Not all of the big-business victories this term came in 5-to-4 votes. By a unanimous vote, the court threw out an anti-pollution lawsuit brought by state and local governments against the five largest electrical power companies — companies that combine to produce approximately 10 percent of the carbon emissions in the United States. The court said the states had no right to sue.

Looking at the term overall, observers without exception, see a conservative arc that is hostile to litigation, especially litigation that seeks to regulate business practices by holding companies accountable in court for their actions.

The business community won “the triple crown” of cases, said Robin Conrad, executive director of the U.S. Chamber of Commerce Litigation Center. “Not all cases are created equal,” she said, and the chamber won all of the most important ones in which it was involved this term.

The only major case that the chamber lost involved a challenge to Arizona’s strict state law imposing harsh penalties on businesses that hire illegal workers. The case was the only one in which the chamber joined forces with labor and civil rights groups and the federal government. Carter Phillips, who represented the chamber in that case, said the outcome suggests that for at least five members of the court, federal law does not trump state law on immigration matters as much as had previously been presumed.

First Amendment

Beyond the business cases, the other major theme that has emerged for this court is a very pure approach to the First Amendment.

Every legal case presents a clash of values, observes Stanford Law School Dean Larry Kramer. And for judges, as for the rest of us, “there are things we care about more and things we care about less … for judges no less than anyone else, when a higher commitment comes in conflict with a lower one, the higher one wins.”

“Generally speaking, almost always the free-speech claims prevail” with this court, UCLA law professor Eugene Volokh said.

Just look at the cases this term: Whether it was the family of a fallen soldier objecting to protesters at his funeral, or legislators enacting a ban on the sale of violent video games to children, or a state providing matching funds to publicly financed candidates to prevent them from being outspent by privately financed opponents, the value that prevailed was always unfettered speech.

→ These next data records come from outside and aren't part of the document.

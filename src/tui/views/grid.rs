//! Grid view: renders the pane list as a square-ish grid of agent cards.

use std::collections::HashMap;

use ratatui::{
    layout::{Constraint, Direction, Layout, Rect},
    style::{Color, Modifier, Style},
    text::{Line, Span},
    widgets::{Block, Borders, Paragraph, Wrap},
    Frame,
};

use crate::grid::Pane;
use crate::models::{AgentStatus, PrStatus};

/// Number of grid columns for a pane count: the smallest square that fits.
/// 1 pane fills the screen, 2-4 panes get two columns, 5-9 three, and so on.
pub fn columns_for(pane_count: usize) -> usize {
    if pane_count <= 1 {
        return 1;
    }
    (1..).find(|c| c * c >= pane_count).unwrap_or(1)
}

fn status_style(status: AgentStatus) -> Style {
    let color = match status {
        AgentStatus::Creating => Color::Yellow,
        AgentStatus::Running => Color::Cyan,
        AgentStatus::Finished => Color::Green,
        AgentStatus::Stopped => Color::DarkGray,
        AgentStatus::Error => Color::Red,
    };
    Style::default().fg(color).add_modifier(Modifier::BOLD)
}

/// Stateless renderer for the pane grid.
pub struct GridView;

impl GridView {
    /// Lay the panes out in row-major order and render each card.
    pub fn render(
        frame: &mut Frame,
        area: Rect,
        panes: &[Pane],
        focused: Option<&str>,
        pr_statuses: &HashMap<String, PrStatus>,
    ) {
        if panes.is_empty() {
            let empty = Paragraph::new("No agents. Ctrl+K to launch one.")
                .block(Block::default().borders(Borders::ALL).title(" deckhand "));
            frame.render_widget(empty, area);
            return;
        }

        let cols = columns_for(panes.len());
        let rows = panes.len().div_ceil(cols);

        let row_areas = Layout::default()
            .direction(Direction::Vertical)
            .constraints(vec![Constraint::Ratio(1, rows as u32); rows])
            .split(area);

        for (row_idx, row_area) in row_areas.iter().enumerate() {
            let cell_areas = Layout::default()
                .direction(Direction::Horizontal)
                .constraints(vec![Constraint::Ratio(1, cols as u32); cols])
                .split(*row_area);

            for col_idx in 0..cols {
                let pane_idx = row_idx * cols + col_idx;
                if let Some(pane) = panes.get(pane_idx) {
                    Self::render_card(
                        frame,
                        cell_areas[col_idx],
                        pane,
                        pane_idx,
                        focused,
                        pr_statuses,
                    );
                }
            }
        }
    }

    fn render_card(
        frame: &mut Frame,
        area: Rect,
        pane: &Pane,
        index: usize,
        focused: Option<&str>,
        pr_statuses: &HashMap<String, PrStatus>,
    ) {
        let is_focused = focused == Some(pane.item.agent_id.as_str());
        let border_style = if is_focused {
            Style::default().fg(Color::Cyan).add_modifier(Modifier::BOLD)
        } else {
            Style::default().fg(Color::DarkGray)
        };

        let title = match &pane.agent {
            Some(agent) => format!(" {} {} ", index + 1, agent.name),
            None => format!(" {} (unknown) ", index + 1),
        };
        let block = Block::default()
            .borders(Borders::ALL)
            .border_style(border_style)
            .title(title);

        let mut lines: Vec<Line> = Vec::new();
        match &pane.agent {
            Some(agent) => {
                let mut status_line = vec![Span::styled(
                    agent.status.label().to_uppercase(),
                    status_style(agent.status),
                )];
                if pane.pending {
                    status_line.push(Span::raw("  (unconfirmed)"));
                }
                lines.push(Line::from(status_line));

                if let Some(repo) = &agent.source.repository {
                    lines.push(Line::from(format!(
                        "  {}",
                        repo.trim_start_matches("https://github.com/")
                    )));
                }
                if let Some(pr) = &agent.target.pr_url {
                    let badge = match pr_statuses.get(pr) {
                        Some(PrStatus::Open) => " [open]",
                        Some(PrStatus::Draft) => " [draft]",
                        Some(PrStatus::Merged) => " [merged]",
                        Some(PrStatus::Closed) => " [closed]",
                        None => "",
                    };
                    lines.push(Line::from(format!("  PR {pr}{badge}")));
                }
                if let (Some(add), Some(del)) = (agent.lines_added, agent.lines_removed) {
                    lines.push(Line::from(format!("  +{add} -{del}")));
                }
                if let Some(error) = &pane.pending_error {
                    lines.push(Line::from(Span::styled(
                        format!("  launch failed: {error}"),
                        Style::default().fg(Color::Red),
                    )));
                } else if let Some(summary) = &agent.summary {
                    lines.push(Line::from(format!("  {summary}")));
                }
            }
            None => {
                lines.push(Line::from(Span::styled(
                    pane.item.agent_id.clone(),
                    Style::default().fg(Color::DarkGray),
                )));
                lines.push(Line::from("  not in the agent list"));
            }
        }

        let card = Paragraph::new(lines).block(block).wrap(Wrap { trim: false });
        frame.render_widget(card, area);
    }
}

Some of these decisions were by large majorities – like the 8-to-1 decision upholding the rights of protesters to demonstrate at a military funeral. Others were 5-to-4, like the decision striking down Arizona’s matching funds for publicly financed candidates, and others were even more thinly sliced and diced, such as the court’s decision striking down California’s ban on the sale of violent video games to minors.

And there was a sleeper case, Sorrell v. IMS, in which the five conservative justices, plus Justice Sonia Sotomayor, appeared to move quite significantly toward limiting government regulation of commercial speech. The decision threw out a Vermont state ban on selling doctors’ prescription records to drug marketers.

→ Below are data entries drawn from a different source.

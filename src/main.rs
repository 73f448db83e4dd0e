//! Deckhand CLI - a dashboard for remote coding agents.

use clap::Parser;
use std::process;

use deckhand::agent_service::CloudClient;
use deckhand::cli::{
    AgentCommands, Cli, Commands, ConfigCommands, DraftCommands, GridCommands, PrCommands,
};
use deckhand::commands::{self, Output};
use deckhand::store::Store;

fn main() {
    let cli = Cli::parse();
    let human = cli.human_readable;

    let result = run_command(cli.command, human);

    if let Err(e) = result {
        if human {
            eprintln!("Error: {}", e);
        } else {
            eprintln!(
                "{}",
                serde_json::json!({ "error": e.to_string() })
            );
        }
        process::exit(1);
    }
}

/// Open the store and build a service client for commands that talk to the
/// agent service.
fn service_client(store: &Store) -> Result<CloudClient, deckhand::Error> {
    let api_key = commands::require_api_key(store)?;
    Ok(CloudClient::new(api_key))
}

fn run_command(command: Commands, human: bool) -> Result<(), deckhand::Error> {
    let store = Store::open()?;

    match command {
        Commands::Launch {
            prompt,
            repo,
            git_ref,
            model,
            branch,
            auto_pr,
            images,
        } => {
            let service = service_client(&store)?;
            let images = commands::load_images(&images)?;
            let result = commands::launch(
                store,
                &service,
                commands::LaunchArgs {
                    repository: repo,
                    git_ref,
                    pr_url: None,
                    prompt,
                    model,
                    branch,
                    auto_create_pr: auto_pr,
                    images,
                },
            )?;
            output(&result, human);
        }

        Commands::Review { pr_url, model } => {
            let service = service_client(&store)?;
            let result = commands::review(store, &service, &pr_url, model)?;
            output(&result, human);
        }

        Commands::Agent { command } => run_agent_command(store, command, human)?,

        Commands::Grid { command } => match command {
            GridCommands::Show => output(&commands::grid_show(&store)?, human),
            GridCommands::Add { id } => output(&commands::grid_add(store, &id)?, human),
            GridCommands::Rm { id } => output(&commands::grid_rm(store, &id)?, human),
        },

        Commands::Repos { refresh } => {
            let service = service_client(&store)?;
            output(&commands::repos(&store, &service, refresh)?, human);
        }

        Commands::Branches { repo, refresh } => {
            output(&commands::branches(&store, &repo, refresh)?, human);
        }

        Commands::Models => {
            let service = service_client(&store)?;
            output(&commands::models(&service)?, human);
        }

        Commands::Pr { command } => match command {
            PrCommands::Status { url } => output(&commands::pr_status(&store, &url)?, human),
            PrCommands::Merge { url, method } => {
                output(&commands::pr_merge(&store, &url, method.as_deref())?, human)
            }
            PrCommands::Reviewers { url, reviewers } => {
                output(&commands::pr_reviewers(&store, &url, reviewers)?, human)
            }
        },

        Commands::Reviews => output(&commands::reviews(&store)?, human),

        Commands::Draft { command } => match command {
            DraftCommands::Get { id } => output(&commands::draft_get(&store, &id)?, human),
            DraftCommands::Set { id, text } => {
                output(&commands::draft_set(&store, &id, &text)?, human)
            }
        },

        Commands::Config { command } => match command {
            ConfigCommands::Set { key, value } => {
                let key = commands::ConfigKey::parse(&key)?;
                output(&commands::config_set(&store, key, &value)?, human);
            }
            ConfigCommands::Get => output(&commands::config_get(&store)?, human),
            ConfigCommands::Clear { key } => {
                let key = commands::ConfigKey::parse(&key)?;
                output(&commands::config_clear(&store, key)?, human);
            }
            ConfigCommands::Test => {
                let service = match store.api_key() {
                    Some(key) => CloudClient::new(key),
                    // Connectivity test still reports github-token state without a key
                    None => CloudClient::new(String::new()),
                };
                output(&commands::config_test(&store, &service)?, human);
            }
        },

        #[cfg(feature = "tui")]
        Commands::Tui => {
            let service = service_client(&store)?;
            deckhand::tui::run(store, service)?;
        }
    }

    Ok(())
}

fn run_agent_command(
    store: Store,
    command: AgentCommands,
    human: bool,
) -> Result<(), deckhand::Error> {
    let service = service_client(&store)?;

    match command {
        AgentCommands::List => output(&commands::agent_list(&service)?, human),
        AgentCommands::Show { id } => output(&commands::agent_show(&service, &id)?, human),
        AgentCommands::Stop { id } => output(&commands::agent_stop(&service, &id)?, human),
        AgentCommands::Delete { id } => {
            output(&commands::agent_delete(store, &service, &id)?, human)
        }
        AgentCommands::FollowUp { id, message, images } => {
            let images = commands::load_images(&images)?;
            output(
                &commands::follow_up(&store, &service, &id, &message, images)?,
                human,
            )
        }
        AgentCommands::Conversation { id } => {
            output(&commands::conversation(&service, &id)?, human)
        }
    }

    Ok(())
}

fn output<T: Output>(result: &T, human: bool) {
    if human {
        println!("{}", result.to_human());
    } else {
        println!("{}", result.to_json());
    }
}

“The court has always held that the First Amendment affords some protection for commercial speech and it has also insisted that governments have the ability to regulate commercial speech of corporations and to protect the rights of consumers and the health and safety of the American people,” said Doug Kendall of the Constitutional Accountability Center, a Washington-based think tank. “Sorrell throws all of that into question.”

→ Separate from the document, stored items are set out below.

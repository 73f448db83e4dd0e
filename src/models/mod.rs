//! Data model for Deckhand.
//!
//! Wire types mirror the hosted agent service's JSON (camelCase fields,
//! SCREAMING_SNAKE statuses); local types (`GridItem`, `PendingLaunch`)
//! belong to the dashboard itself and never travel over the network.

use chrono::{DateTime, Utc};
use serde::{Deserialize, Serialize};

/// Remote-owned lifecycle state of an agent job.
///
/// A pending local launch may synthesize `Creating` (call in flight) or
/// `Error` (call rejected) before a remote id exists.
#[derive(Debug, Clone, Copy, PartialEq, Eq, Serialize, Deserialize)]
#[serde(rename_all = "SCREAMING_SNAKE_CASE")]
pub enum AgentStatus {
    Creating,
    Running,
    Finished,
    Stopped,
    Error,
}

impl AgentStatus {
    /// Whether the agent is still doing work (fast-poll cadence applies).
    pub fn is_active(&self) -> bool {
        matches!(self, AgentStatus::Creating | AgentStatus::Running)
    }

    /// Whether the agent has reached a terminal state (polling stops).
    pub fn is_terminal(&self) -> bool {
        !self.is_active()
    }

    /// Short lowercase label for display.
    pub fn label(&self) -> &'static str {
        match self {
            AgentStatus::Creating => "creating",
            AgentStatus::Running => "running",
            AgentStatus::Finished => "finished",
            AgentStatus::Stopped => "stopped",
            AgentStatus::Error => "error",
        }
    }
}

/// Where an agent's work starts from.
#[derive(Debug, Clone, Default, PartialEq, Serialize, Deserialize)]
#[serde(rename_all = "camelCase")]
pub struct AgentSource {
    #[serde(default)]
    pub repository: Option<String>,
    #[serde(default, rename = "ref")]
    pub git_ref: Option<String>,
    #[serde(default)]
    pub pr_url: Option<String>,
}

/// Where an agent's work lands.
#[derive(Debug, Clone, Default, PartialEq, Serialize, Deserialize)]
#[serde(rename_all = "camelCase")]
pub struct AgentTarget {
    #[serde(default)]
    pub branch_name: Option<String>,
    #[serde(default)]
    pub url: Option<String>,
    #[serde(default)]
    pub pr_url: Option<String>,
    #[serde(default)]
    pub auto_create_pr: bool,
    #[serde(default)]
    pub auto_branch: Option<bool>,
}

/// One remote coding-agent job.
#[derive(Debug, Clone, PartialEq, Serialize, Deserialize)]
#[serde(rename_all = "camelCase")]
pub struct Agent {
    pub id: String,
    pub name: String,
    pub status: AgentStatus,
    #[serde(default)]
    pub source: AgentSource,
    #[serde(default)]
    pub target: AgentTarget,
    #[serde(default)]
    pub summary: Option<String>,
    #[serde(default)]
    pub created_at: Option<DateTime<Utc>>,
    #[serde(default)]
    pub lines_added: Option<u64>,
    #[serde(default)]
    pub lines_removed: Option<u64>,
    #[serde(default)]
    pub files_changed: Option<u64>,
}

impl Agent {
    /// Synthesize a placeholder agent for a launch that has not been
    /// confirmed by the service yet. Status is `Creating` until the create
    /// call fails, then `Error`.
    pub fn placeholder(id: &str, pending: &PendingLaunch, source: AgentSource) -> Self {
        Agent {
            id: id.to_string(),
            name: pending.label.clone(),
            status: if pending.error.is_some() {
                AgentStatus::Error
            } else {
                AgentStatus::Creating
            },
            source,
            target: AgentTarget::default(),
            summary: pending.error.clone(),
            created_at: None,
            lines_added: None,
            lines_removed: None,
            files_changed: None,
        }
    }
}

/// Prompt payload for launch and follow-up requests.
#[derive(Debug, Clone, Default, PartialEq, Serialize, Deserialize)]
pub struct Prompt {
    pub text: String,
    #[serde(default, skip_serializing_if = "Vec::is_empty")]
    pub images: Vec<PromptImage>,
}

impl Prompt {
    pub fn text(text: impl Into<String>) -> Self {
        Prompt {
            text: text.into(),
            images: Vec::new(),
        }
    }
}

/// Base64 image attachment for a prompt.
#[derive(Debug, Clone, PartialEq, Serialize, Deserialize)]
pub struct PromptImage {
    pub data: String,
    pub dimension: ImageDimension,
}

#[derive(Debug, Clone, PartialEq, Serialize, Deserialize)]
pub struct ImageDimension {
    pub width: u32,
    pub height: u32,
}

/// Request body for launching a new agent.
#[derive(Debug, Clone, Default, PartialEq, Serialize, Deserialize)]
#[serde(rename_all = "camelCase")]
pub struct LaunchRequest {
    pub prompt: Prompt,
    #[serde(default, skip_serializing_if = "Option::is_none")]
    pub model: Option<String>,
    #[serde(default)]
    pub source: AgentSource,
    #[serde(default, skip_serializing_if = "Option::is_none")]
    pub target: Option<AgentTarget>,
}

impl LaunchRequest {
    /// Human-readable label for the pane while the launch is unconfirmed:
    /// the repository, the PR under review, or a generic fallback.
    pub fn label(&self) -> String {
        if let Some(repo) = &self.source.repository {
            repo.trim_start_matches("https://github.com/").to_string()
        } else if let Some(pr) = &self.source.pr_url {
            format!("review {pr}")
        } else {
            "new agent".to_string()
        }
    }
}

/// Request body for a follow-up message to a running agent.
#[derive(Debug, Clone, PartialEq, Serialize, Deserialize)]
pub struct FollowUpRequest {
    pub prompt: Prompt,
}

/// One message in an agent's conversation.
#[derive(Debug, Clone, PartialEq, Serialize, Deserialize)]
pub struct ConversationMessage {
    pub id: String,
    #[serde(rename = "type")]
    pub kind: MessageKind,
    pub text: String,
}

#[derive(Debug, Clone, Copy, PartialEq, Eq, Serialize, Deserialize)]
#[serde(rename_all = "snake_case")]
pub enum MessageKind {
    UserMessage,
    AssistantMessage,
}

/// A repository the agent service can work against.
#[derive(Debug, Clone, PartialEq, Serialize, Deserialize)]
pub struct Repository {
    pub owner: String,
    pub name: String,
    /// Full repository URL, as the launch API expects it.
    pub repository: String,
}

/// One pane slot in the dashboard grid: an agent id and its sort position.
///
/// Agent ids are unique within the grid. `order` defines the user-visible
/// sequence; new items append at `max(order) + 1` and removal never
/// renumbers survivors.
#[derive(Debug, Clone, PartialEq, Serialize, Deserialize)]
#[serde(rename_all = "camelCase")]
pub struct GridItem {
    pub agent_id: String,
    pub order: i64,
}

/// In-memory record of a launch whose create call has not resolved.
///
/// Exists from the moment the user hits launch until the call succeeds
/// (entry removed, grid rewritten to the real id) or the user removes the
/// pane. A failed call keeps the entry, annotated with the error.
#[derive(Debug, Clone, PartialEq)]
pub struct PendingLaunch {
    pub label: String,
    pub prompt: String,
    pub error: Option<String>,
}

/// Pull request state as classified from the GitHub API.
#[derive(Debug, Clone, Copy, PartialEq, Eq, Serialize, Deserialize)]
#[serde(rename_all = "lowercase")]
pub enum PrStatus {
    Open,
    Draft,
    Merged,
    Closed,
}

/// One PR from the review-requested search.
#[derive(Debug, Clone, PartialEq, Serialize, Deserialize)]
#[serde(rename_all = "camelCase")]
pub struct ReviewRequest {
    pub title: String,
    pub url: String,
    pub number: u64,
    pub repo: String,
    pub author: String,
    pub updated_at: Option<DateTime<Utc>>,
}

#[cfg(test)]
mod tests {
    use super::*;

    #[test]
    fn agent_status_wire_format_is_screaming_snake() {
        assert_eq!(
            serde_json::to_string(&AgentStatus::Creating).unwrap(),
            "\"CREATING\""
        );
        let parsed: AgentStatus = serde_json::from_str("\"RUNNING\"").unwrap();
        assert_eq!(parsed, AgentStatus::Running);
    }

    #[test]
    fn agent_status_liveness() {
        assert!(AgentStatus::Creating.is_active());
        assert!(AgentStatus::Running.is_active());
        assert!(AgentStatus::Finished.is_terminal());
        assert!(AgentStatus::Stopped.is_terminal());
        assert!(AgentStatus::Error.is_terminal());
    }

    #[test]
    fn agent_deserializes_from_service_json() {
        let json = r#"{
            "id": "ag_123",
            "name": "Fix login bug",
            "status": "RUNNING",
            "source": { "repository": "https://github.com/acme/web", "ref": "main" },
            "target": { "branchName": "agent/fix-login", "autoCreatePr": true },
            "createdAt": "2026-08-01T12:00:00Z",
            "linesAdded": 42
        }"#;

        let agent: Agent = serde_json::from_str(json).unwrap();
        assert_eq!(agent.id, "ag_123");
        assert_eq!(agent.status, AgentStatus::Running);
        assert_eq!(
            agent.source.repository.as_deref(),
            Some("https://github.com/acme/web")
        );
        assert_eq!(agent.source.git_ref.as_deref(), Some("main"));
        assert_eq!(agent.target.branch_name.as_deref(), Some("agent/fix-login"));
        assert!(agent.target.auto_create_pr);
        assert_eq!(agent.lines_added, Some(42));
        assert!(agent.summary.is_none());
    }

    #[test]
    fn launch_request_serializes_camel_case() {
        let req = LaunchRequest {
            prompt: Prompt::text("fix bug"),
            model: Some("gpt-test".to_string()),
            source: AgentSource {
                repository: Some("https://github.com/acme/web".to_string()),
                git_ref: None,
                pr_url: None,
            },
            target: None,
        };
        let json = serde_json::to_value(&req).unwrap();
        assert_eq!(json["prompt"]["text"], "fix bug");
        assert_eq!(json["source"]["repository"], "https://github.com/acme/web");
        // Empty optionals stay off the wire
        assert!(json.get("target").is_none());
        assert!(json["prompt"].get("images").is_none());
    }

    #[test]
    fn launch_label_prefers_repository() {
        let mut req = LaunchRequest {
            prompt: Prompt::text("x"),
            ..Default::default()
        };
        req.source.repository = Some("https://github.com/acme/web".to_string());
        assert_eq!(req.label(), "acme/web");

        req.source.repository = None;
        req.source.pr_url = Some("https://github.com/acme/web/pull/7".to_string());
        assert_eq!(req.label(), "review https://github.com/acme/web/pull/7");

        req.source.pr_url = None;
        assert_eq!(req.label(), "new agent");
    }

    #[test]
    fn placeholder_reflects_pending_error() {
        let mut pending = PendingLaunch {
            label: "acme/web".to_string(),
            prompt: "fix bug".to_string(),
            error: None,
        };
        let agent = Agent::placeholder("pending-1", &pending, AgentSource::default());
        assert_eq!(agent.status, AgentStatus::Creating);
        assert_eq!(agent.name, "acme/web");

        pending.error = Some("quota exceeded".to_string());
        let agent = Agent::placeholder("pending-1", &pending, AgentSource::default());
        assert_eq!(agent.status, AgentStatus::Error);
        assert_eq!(agent.summary.as_deref(), Some("quota exceeded"));
    }

    #[test]
    fn conversation_message_kind_wire_format() {
        let json = r#"{ "id": "m1", "type": "assistant_message", "text": "done" }"#;
        let msg: ConversationMessage = serde_json::from_str(json).unwrap();
        assert_eq!(msg.kind, MessageKind::AssistantMessage);
    }
}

Lawyer Goldstein, who won the Sorell case for the pharmaceutical industry, agrees.

“The Sorrell case is the closest the Supreme Court has ever come to giving commercial speech – marketing by businesses – complete First Amendment protection and saying that targeting businesses is a form of viewpoint discrimination that is subject to quite stringent First Amendment scrutiny,” Goldstein said. “And that, I think, is a change in the law.”

For all the importance of these decisions, they pale compared to what is expected next term – health care overhaul, affirmative action, immigration and possibly gay marriage.